Nachdem sich der Kirchenkreis ein neues "Corporate Design" gegeben hat, erteilt die Kirchenkreissynode dem Kreissynodalvorstand den Auftrag, eine Kirchenkreiskonzeption zu erarbeiten. Bei einer Fahrt des Pfarrkonventes nach Amsterdam werden Gemeinden besucht, die "gastvrij" arbeiten. Daraus entsteht der Wunsch nach dem Leitmotiv "Gastfreundschaft" für die Kirchenkreiskonzeption.

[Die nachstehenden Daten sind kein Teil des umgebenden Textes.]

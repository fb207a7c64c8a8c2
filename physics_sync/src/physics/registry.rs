//! UUID-keyed registries of native physics objects for one simulating scene

use super::components::BodyKind;
use super::user_data::{BodyDataKey, JointDataKey};
use crate::core::entity::EntityId;
use glam::Vec3;
use rapier3d::control::KinematicCharacterController;
use rapier3d::prelude::{ColliderHandle, ImpulseJointHandle, RigidBodyHandle};
use std::collections::HashMap;

/// Native actor created for an entity with a `RigidBody`
#[derive(Debug, Clone, Copy, PartialEq)]
pub struct ActorHandle {
    pub body: RigidBodyHandle,
    pub data: BodyDataKey,
    pub kind: BodyKind,
    /// Mass last pushed to the colliders, to skip needless recomputation
    pub applied_mass: Option<f32>,
}

/// Native kinematic controller created for an entity with a `CharacterController`
#[derive(Debug, Clone)]
pub struct ControllerHandle {
    pub body: RigidBodyHandle,
    pub collider: ColliderHandle,
    pub data: BodyDataKey,
    pub controller: KinematicCharacterController,
    /// Local offset of the controller shape from the entity origin
    pub shape_offset: Vec3,
    /// Ground flag reported by the last move
    pub grounded: bool,
}

/// Native fixed joint owned by an entity
#[derive(Debug, Clone, Copy, PartialEq, Eq)]
pub struct JointHandle {
    pub joint: ImpulseJointHandle,
    pub data: JointDataKey,
    pub connected_entity: EntityId,
}

/// Constraint force and torque reported for a joint after a step
#[derive(Debug, Clone, Copy, Default, PartialEq)]
pub struct JointForces {
    pub linear: Vec3,
    pub angular: Vec3,
}

/// All entity → native object maps of one simulation run
#[derive(Debug, Default)]
pub struct PhysicsRegistry {
    pub actors: HashMap<EntityId, ActorHandle>,
    pub controllers: HashMap<EntityId, ControllerHandle>,
    pub joints: HashMap<EntityId, JointHandle>,
    pub colliders: HashMap<EntityId, Vec<ColliderHandle>>,
    pub last_joint_forces: HashMap<ImpulseJointHandle, JointForces>,
}

impl PhysicsRegistry {
    pub fn new() -> Self {
        Self::default()
    }

    pub fn actor(&self, entity: EntityId) -> Option<&ActorHandle> {
        self.actors.get(&entity)
    }

    /// Body handle of an entity's actor or, failing that, its controller
    pub fn body_of(&self, entity: EntityId) -> Option<RigidBodyHandle> {
        self.actors
            .get(&entity)
            .map(|actor| actor.body)
            .or_else(|| self.controllers.get(&entity).map(|c| c.body))
    }

    pub fn collider_handles(&self, entity: EntityId) -> &[ColliderHandle] {
        self.colliders
            .get(&entity)
            .map(|handles| handles.as_slice())
            .unwrap_or(&[])
    }

    /// Entities whose fixed joint links to `entity`, excluding its own joint
    pub fn joints_connected_to(&self, entity: EntityId) -> Vec<EntityId> {
        let mut owners: Vec<EntityId> = self
            .joints
            .iter()
            .filter(|(owner, joint)| joint.connected_entity == entity && **owner != entity)
            .map(|(owner, _)| *owner)
            .collect();
        owners.sort();
        owners
    }

    pub fn is_empty(&self) -> bool {
        self.actors.is_empty()
            && self.controllers.is_empty()
            && self.joints.is_empty()
            && self.colliders.is_empty()
    }

    pub fn clear(&mut self) {
        self.actors.clear();
        self.controllers.clear();
        self.joints.clear();
        self.colliders.clear();
        self.last_joint_forces.clear();
    }
}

  • Der Kreisynodalvorstand beauftragt eine sechsköpfige Steuerungsgruppe unter dem Vorsitz der Superintendentin mit VertreterInnen aus kreiskirchlichen Diensten, Gemeinden, Öffentlichkeitsarbeit und Verwaltung mit einer Textvorlage.
  • Der Text wird der Kreissynode zur Beratung vorgelegt, ein externer Berater nimmt während der Beratung dazu Stellung. Die Synode gibt Änderungswünsche an die Steuerungsgruppe weiter.
  • Das Bild "Emmaus" wird bei einer Künstlerin aus der Region samt Nutzungsrechten erworben und im Haus der Kirche gut sichtbar aufgehängt. Es wird bei allen Publikationen verwendet.
  • Bei der nächsten Synode gibt es einen bereits grafisch gestalteten Entwurf, der mit geringfügigen Änderungen beschlossen wird. Dazu wird bestimmt, dass die Umsetzung ein lebendiger Prozess sein soll, der von einer neuen Steuerungsgruppe, die Aktionen und Handreichungen vorbereitet und zugänglich macht, begleitet wird.

 

Materialien

Die Konzeptionsbroschüre, bisher zwei Flyer.

 

Kosten

  • Die Kosten für das Auftaktfest lagen bei ca. 7000 Euro,
  • die Druckkosten bisher bei ca. 3000 Euro.

Realization

Der Prozess der Umsetzung der Konzeption beginnt mit einem Auftaktfest der haupt- und ehrenamtlichen Mitarbeitenden, das v.a. Impulse zur Umsetzung geben sollte. Dabei war es wichtig, die Mitarbeiterinnen und Mitarbeiter zu motivieren, in allem ihren Engagement eine Haltung der Neugier und Offenheit einzunehmen.
Die Steuerungsgruppe entwickelt eine "Checkliste Gastfreundschaft", die allen Gemeinden  eine Hilfe bei der Überprüfung der Gastfreundlichkeit ihrer Angebote sein soll. Leitfrage dabei ist die bei Gästen ausgelöste Wahrnehmung kirchlichen Lebens. Beispielsweise soll überprüft werden, ob Kirche, Gemeindehaus, Gottesdienst oder auch der Internetauftritt einen einladenden Eindruck machen. Die gastliche Gestaltung der Räume spielt darin ebenso eine Rolle wie die Möglichkeiten zur Teilnahme an der Liturgie (Können auch Menschen, die zum ersten Mal einen Gottesdienst besuchen, an der Liturgie aktiv teilnehmen?) oder die telefonische  Erreichbarkeit eines Gemeindebüros. Einige weitere Beispiele aus der Checkliste werden im Folgenden genannt, das gesamte Dokument finden Sie im Downloadbereich.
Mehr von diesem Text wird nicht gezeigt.